D´URSO VAI A BRASÍLIA DEFENDER PROJETO QUE INSTITUI INVIOLABILIDADE DE ESCRITÓRIOS DE ADVOCACIA


30/07/2008

O presidente da OAB SP - Luiz Flávio Borges D’Urso - participará de reunião nesta quinta-feira (31/7) com o ministro da Justiça, Tarso Genro, e o presidente nacional da OAB, Cezar Britto, para defender a sanção pelo presidente Luiz Inácio Lula da Silva do recém-aprovado Projeto de Lei da Câmara 36/2006 (PLC 36/2006), que estabelece a inviolabilidade dos escritórios de advocacia. A OAB SP está promovendo uma mobilização em defesa da sanção do projeto.

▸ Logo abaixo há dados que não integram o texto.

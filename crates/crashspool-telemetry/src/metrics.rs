//! Prometheus metrics registry for crashspool
//!
//! Provides typed counters, gauges and histograms for every observable
//! operation in the spool: ingestion, quota eviction, upload attempts and
//! retention sweeps.

use prometheus::{
    Encoder, HistogramOpts, HistogramVec, IntCounter, IntCounterVec, IntGaugeVec, Opts, Registry,
    TextEncoder,
};

/// Central metrics registry holding all Prometheus metrics.
pub struct MetricsRegistry {
    registry: Registry,
    /// Counter: reports accepted into the spool
    pub reports_ingested_total: IntCounter,
    /// Counter: reports deleted by retention sweeps, by reason
    pub reports_purged_total: IntCounterVec,
    /// Counter: upload attempts by (outcome, crash_type)
    pub uploads_total: IntCounterVec,
    /// Gauge: reports currently in the spool per lifecycle state
    pub reports_in_spool: IntGaugeVec,
    /// Histogram: upload attempt duration in seconds, by outcome
    pub upload_duration_seconds: HistogramVec,
}

impl MetricsRegistry {
    /// Creates a new `MetricsRegistry` with all metrics registered.
    pub fn new() -> anyhow::Result<Self> {
        let registry = Registry::new_custom(Some("crashspool".to_string()), None)?;

        let reports_ingested_total = IntCounter::new(
            "reports_ingested_total",
            "Reports accepted into the spool",
        )?;
        registry.register(Box::new(reports_ingested_total.clone()))?;

        let reports_purged_total = IntCounterVec::new(
            Opts::new(
                "reports_purged_total",
                "Reports deleted by retention sweeps",
            ),
            &["reason"],
        )?;
        registry.register(Box::new(reports_purged_total.clone()))?;

        let uploads_total = IntCounterVec::new(
            Opts::new("uploads_total", "Upload attempts by outcome"),
            &["outcome", "crash_type"],
        )?;
        registry.register(Box::new(uploads_total.clone()))?;

        let reports_in_spool = IntGaugeVec::new(
            Opts::new("reports_in_spool", "Reports in the spool by state"),
            &["state"],
        )?;
        registry.register(Box::new(reports_in_spool.clone()))?;

        let upload_duration_seconds = HistogramVec::new(
            HistogramOpts::new(
                "upload_duration_seconds",
                "Upload attempt duration in seconds",
            )
            .buckets(vec![0.5, 2.0, 10.0, 60.0, f64::INFINITY]),
            &["outcome"],
        )?;
        registry.register(Box::new(upload_duration_seconds.clone()))?;

        Ok(Self {
            registry,
            reports_ingested_total,
            reports_purged_total,
            uploads_total,
            reports_in_spool,
            upload_duration_seconds,
        })
    }

    // ========================================================================
    // Recording helpers
    // ========================================================================

    /// Record one accepted ingestion.
    pub fn record_ingested(&self) {
        self.reports_ingested_total.inc();
    }

    /// Record reports deleted by a sweep for the given reason.
    pub fn record_purged(&self, reason: &str, count: u64) {
        self.reports_purged_total
            .with_label_values(&[reason])
            .inc_by(count);
    }

    /// Record one upload attempt outcome.
    pub fn record_upload(&self, outcome: &str, crash_type: &str) {
        self.uploads_total
            .with_label_values(&[outcome, crash_type])
            .inc();
    }

    /// Observe one upload attempt duration.
    pub fn observe_upload_duration(&self, outcome: &str, duration_secs: f64) {
        self.upload_duration_seconds
            .with_label_values(&[outcome])
            .observe(duration_secs);
    }

    /// Set the gauge of spooled reports per state.
    pub fn set_reports_in_spool(&self, state: &str, count: i64) {
        self.reports_in_spool.with_label_values(&[state]).set(count);
    }

    // ========================================================================
    // Encoding
    // ========================================================================

    /// Encode all metrics in Prometheus text exposition format.
    pub fn encode(&self) -> anyhow::Result<String> {
        let encoder = TextEncoder::new();
        let metric_families = self.registry.gather();
        let mut buffer = Vec::new();
        encoder.encode(&metric_families, &mut buffer)?;
        Ok(String::from_utf8(buffer)?)
    }
}
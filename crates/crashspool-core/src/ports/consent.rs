//! Consent provider port (driven/secondary port)
//!
//! Crash data leaves the machine only with user consent. The provider is
//! queryable synchronously so the coordinator can re-check it immediately
//! before every upload attempt; consent *changes* additionally arrive as
//! events on the coordinator's trigger channel.

use std::sync::atomic::{AtomicBool, Ordering};

/// Port trait for the consent signal
pub trait IConsentProvider: Send + Sync {
    /// Whether uploading crash data is currently permitted.
    fn granted(&self) -> bool;
}

/// Consent backed by a shared atomic flag.
///
/// Used by the daemon (seeded from configuration) and by tests that flip
/// consent mid-flight.
#[derive(Debug, Default)]
pub struct StaticConsent {
    granted: AtomicBool,
}

impl StaticConsent {
    /// Create a provider with the given initial state.
    #[must_use]
    pub fn new(granted: bool) -> Self {
        Self {
            granted: AtomicBool::new(granted),
        }
    }

    /// Update the consent state.
    pub fn set(&self, granted: bool) {
        self.granted.store(granted, Ordering::Release);
    }
}

impl IConsentProvider for StaticConsent {
    fn granted(&self) -> bool {
        self.granted.load(Ordering::Acquire)
    }
}
//! CLI output formatting
//!
//! Commands print either human-readable text or JSON, selected by the
//! global `--json` flag. Status lines go through [`Output`]; structured
//! results use [`Output::print_json`] in JSON mode and plain tables
//! otherwise.

use serde_json::Value;

/// Output format selector
#[derive(Debug, Clone, Copy, PartialEq, Eq)]
pub enum OutputFormat {
    Human,
    Json,
}

/// Format-aware printer shared by all commands
pub struct Output {
    format: OutputFormat,
}

impl Output {
    pub fn new(format: OutputFormat) -> Self {
        Self { format }
    }

    /// Whether structured JSON output was requested.
    pub fn is_json(&self) -> bool {
        self.format == OutputFormat::Json
    }

    pub fn success(&self, message: &str) {
        match self.format {
            OutputFormat::Human => println!("\u{2713} {message}"),
            OutputFormat::Json => println!(
                "{}",
                serde_json::json!({"success": true, "message": message})
            ),
        }
    }

    pub fn warn(&self, message: &str) {
        match self.format {
            OutputFormat::Human => eprintln!("\u{26a0} Warning: {message}"),
            OutputFormat::Json => eprintln!(
                "{}",
                serde_json::json!({"level": "warning", "message": message})
            ),
        }
    }

    pub fn error(&self, message: &str) {
        match self.format {
            OutputFormat::Human => eprintln!("\u{2717} Error: {message}"),
            OutputFormat::Json => eprintln!(
                "{}",
                serde_json::json!({"success": false, "error": message})
            ),
        }
    }

    /// Print a structured value (JSON mode only).
    pub fn print_json(&self, value: &Value) {
        if self.is_json() {
            println!(
                "{}",
                serde_json::to_string_pretty(value).unwrap_or_default()
            );
        }
    }
}

/// Render a duration in seconds as a compact age, e.g. `90s`, `14m`, `3h`, `12d`.
pub fn format_age(secs: u64) -> String {
    match secs {
        0..=119 => format!("{secs}s"),
        120..=7199 => format!("{}m", secs / 60),
        7200..=172_799 => format!("{}h", secs / 3600),
        _ => format!("{}d", secs / 86_400),
    }
}

#[cfg(test)]
mod tests {
    use super::*;

    #[test]
    fn test_format_age_buckets() {
        assert_eq!(format_age(45), "45s");
        assert_eq!(format_age(600), "10m");
        assert_eq!(format_age(7200), "2h");
        assert_eq!(format_age(200_000), "2d");
    }
}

 O encontro será realizado, nesta quinta-feira (31/7),às 11 horas,  no Ministério da Justiça, em Brasília. “Vamos reforçar a necessidade do presidente sancionar sem vetos a proposta que não tem o escopo de blindar os escritórios de advocacia , mas sim cumprir dispositivo constitucional que garante essa prerrogativa aos advogados em nome do cidadão”, analisa o presidente da OAB-SP.D´Urso considera que quase tudo o que está sendo repercutido pela imprensa referente ao Projeto é fruto de uma grande confusão que interessa a quem se opõe ao próprio projeto. " A premissa é advogado que se torna criminoso não tem proteção ou amparo de prerrogativas e deve ser tratado como criminosos. Mas o projeto, que em nada inova, protege as prerrogativas do advogado honesto para que este possa proteger o cidadão", afirma.

 

O PLC 36/2006, de autoria do deputado federal Michel Temer (PMDB-SP), que altera o artigo  7º da Lei Federal 8.906/1994 (Estatuto da Advocacia), dispondo sobre o direito à inviolabilidade do local e instrumentos de trabalho do advogado, bem como de sua correspondência, foi aprovado – por unanimidade - no último dia 9 de julho, pelo Plenário do Senado. A matéria, que recebeu parecer favorável do relator, senador Valter Pereira (PMDB-MS), espera apenas a sanção do presidente da República. “É preciso esclarecer que a proposta não se trata de um salvo-conduto para transformar os escritórios de advocacia em depósitos do crime. Quem pensa desta forma,ignora o projeto ou está de má fé, resprespeitando a advocacia", diz o presidente da Ordem paulista.

 

Conforme D’Urso, o PLC 36/2006 – com a mudança no texto do artigo 7º do Estatuto da Advocacia - proíbe juízes de determinar busca e apreensão em escritórios para colher provas contra clientes. “Esse projeto do deputado e advogado Michel Temer teve origem nos lamentáveis episódios de invasão de escritórios de advocacia, que ocorreram em São Paulo, em 2005, quando por meio de mandados genéricos, agentes do Estado visavam colher provas contra clientes desses advogados, num dos episódios mais amargos para a Advocacia e mais desastrosos para o Judiciário, que determinava as invasões sem parâmetros e de forma genérica”, avalia o presidente da OAB SP - Luiz Flávio Borges D’Urso.

 

O presidente da OAB SP reforça que, em nome da liberdade de defesa e do sigilo profissional, os advogados precisam ter garantida a inviolabilidade de seus escritórios e documentos.  “Caso contrário, cairemos num caldeirão de exceções, que compromete o Estado Democrático de Direito e a paz social”. Segundo D’Urso, o Estatuto da Advocacia, no inciso 11 do artigo 7º, garante ao advogado a inviolabilidade de seu escritório ou local de trabalho, de seus arquivos e dados, de sua correspondência e de suas comunicações, inclusive, telefônicas ou afins.

 

D’Urso ressalta que essa garantia não tem caráter absoluto, no entanto, a busca e apreensão, a partir de mandado judicial, não pode ter como foco os documentos e informação que o cliente confiou ao advogado. “A inviolabilidade do advogado quer garantir a inviolabilidade do cidadão, que é o titular de direitos”, diz D’Urso, para quem o PLC 36/2006 é justo e transparente, a ponto de não permitir que um advogado use essas prerrogativas para esconder conduta criminosa.